In 1971 Francis Ford Coppola had decided we wanted to stay in Sicily to film scenes for the Godfather so the hotel played host to the cast for the six weeks, including Al Pacino who was an unknown actor at the time. In 2010, Villa Sant’Andrea joined the Belmond family along with Grand Hotel Timeo and now they are treated as sister properties giving us full access to both.
There are 71 rooms in the hotel but it has the feel of an intimate private home but with all the finesse of a luxury hotel.
We could relax by the infinity pool …
Or enjoy the peacefulness of the pebble beach, there are also beach cabanas for hire.

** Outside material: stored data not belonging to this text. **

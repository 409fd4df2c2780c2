//! Shared model types for the tracking codes workspace
//!
//! Provides the leaf types every other crate agrees on:
//! - [`RecordId`] / [`OwnerId`] identifiers
//! - [`TrackingRecord`], the read-only snippet handed to customer pages
//! - [`Clock`], so expiry and timestamps are testable without wall time

#![warn(unreachable_pub)]

pub mod clock;
pub mod record;

pub use clock::{Clock, ManualClock, SystemClock};
pub use record::{OwnerId, RecordId, TrackingRecord};

/// Version of this crate
pub const VERSION: &str = env!("CARGO_PKG_VERSION");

Which property you choose depends if you want to be by the sea on the cliff with the view and an easy walk to Taormina town, but personally I was glad we opted for Timeo as I just loved the beautiful terrace and gardens, it also had that certain special unexplainable vibe.

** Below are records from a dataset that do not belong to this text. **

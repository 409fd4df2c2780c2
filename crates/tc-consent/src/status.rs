//! Consent status and decision types

use chrono::{DateTime, Utc};
use serde::{Deserialize, Serialize};
use std::fmt;

/// Marker value stored for an accepted decision
pub(crate) const ACCEPTED_MARKER: &str = "accepted";

/// Marker value stored for a rejected decision
pub(crate) const REJECTED_MARKER: &str = "rejected";

/// The visitor's cookie-consent state
#[derive(Debug, Clone, Copy, PartialEq, Eq, Hash, Default, Serialize, Deserialize)]
#[serde(rename_all = "lowercase")]
pub enum ConsentStatus {
    /// No valid decision on record; the prompt should be shown
    #[default]
    Unset,
    /// Tracking allowed until the durable expiry
    Accepted,
    /// Tracking refused for the current session
    Rejected,
}

impl ConsentStatus {
    /// Whether tracking scripts may run
    #[inline]
    #[must_use]
    pub fn tracking_allowed(self) -> bool {
        matches!(self, Self::Accepted)
    }

    /// Whether a decision has been made
    #[inline]
    #[must_use]
    pub fn is_decided(self) -> bool {
        !matches!(self, Self::Unset)
    }

    /// Lowercase label
    #[must_use]
    pub fn as_str(self) -> &'static str {
        match self {
            Self::Unset => "unset",
            Self::Accepted => ACCEPTED_MARKER,
            Self::Rejected => REJECTED_MARKER,
        }
    }
}

impl fmt::Display for ConsentStatus {
    fn fmt(&self, f: &mut fmt::Formatter<'_>) -> fmt::Result {
        f.write_str(self.as_str())
    }
}

/// Consent status together with its expiry
///
/// `expires_at` is only ever present for [`ConsentStatus::Accepted`].
#[derive(Debug, Clone, Copy, PartialEq, Eq, Default, Serialize, Deserialize)]
pub struct ConsentDecision {
    pub status: ConsentStatus,
    #[serde(default, skip_serializing_if = "Option::is_none")]
    pub expires_at: Option<DateTime<Utc>>,
}

impl ConsentDecision {
    /// No decision
    #[inline]
    #[must_use]
    pub fn unset() -> Self {
        Self::default()
    }

    /// Accepted until `expires_at`
    #[inline]
    #[must_use]
    pub fn accepted(expires_at: DateTime<Utc>) -> Self {
        Self {
            status: ConsentStatus::Accepted,
            expires_at: Some(expires_at),
        }
    }

    /// Rejected for this session
    #[inline]
    #[must_use]
    pub fn rejected() -> Self {
        Self {
            status: ConsentStatus::Rejected,
            expires_at: None,
        }
    }
}

#[cfg(test)]
mod tests {
    use super::*;

    #[test]
    fn only_accepted_allows_tracking() {
        assert!(ConsentStatus::Accepted.tracking_allowed());
        assert!(!ConsentStatus::Rejected.tracking_allowed());
        assert!(!ConsentStatus::Unset.tracking_allowed());
    }

    #[test]
    fn status_labels() {
        assert_eq!(ConsentStatus::Unset.to_string(), "unset");
        assert_eq!(ConsentStatus::Accepted.to_string(), "accepted");
        assert_eq!(ConsentStatus::Rejected.to_string(), "rejected");
        assert!(!ConsentStatus::Unset.is_decided());
        assert!(ConsentStatus::Rejected.is_decided());
    }

    #[test]
    fn rejected_decision_has_no_expiry() {
        assert_eq!(ConsentDecision::rejected().expires_at, None);
        assert_eq!(ConsentDecision::unset().status, ConsentStatus::Unset);
    }
}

As we were on half board we could also choose to have our meals at Belmond Villa San’Andrea so with the choice of lunch or dinner in either hotel we had plenty of options. We had both lunch and dinner here but if you can only come once, I would choose lunch so that you can truly appreciate the view. Restaurant Oliviero is utterly gorgeous with views of the beach and the rugged cliffs
As simple fare was my usual this holiday I tried the minestrone soup and the aubergine parmigiana for my starters on the two occasions that we visited and has pasta alla ‘Norma’ for main course both times.
Mr S loved the beef carpaccio, steak and rack of lamb. We both absolutely loved the food at the restaurant, and it was one of our favourites of the trip.
Lots of people advised us to hire a car and take a drive around the island but honestly, I was content this time just to enjoy the facilities in the hotel and our daily walks in Taormina. Not like me, I’m usually itching to explore but this time I just wanted a bit of time together in a beautiful location. The hotel does offer a full brochure of activities including a complimentary boat trip, longer boat trips, drives and helicopter rides… but I didn’t allow myself too much FOMO as I just know I’ll come back to this beautiful place.
It’s no wonder so many people have fallen in love with this beautiful place and it has inspired so many writers and artists… Belmond Grand Hotel Timeo really was an Italian dream and the perfect babymoon!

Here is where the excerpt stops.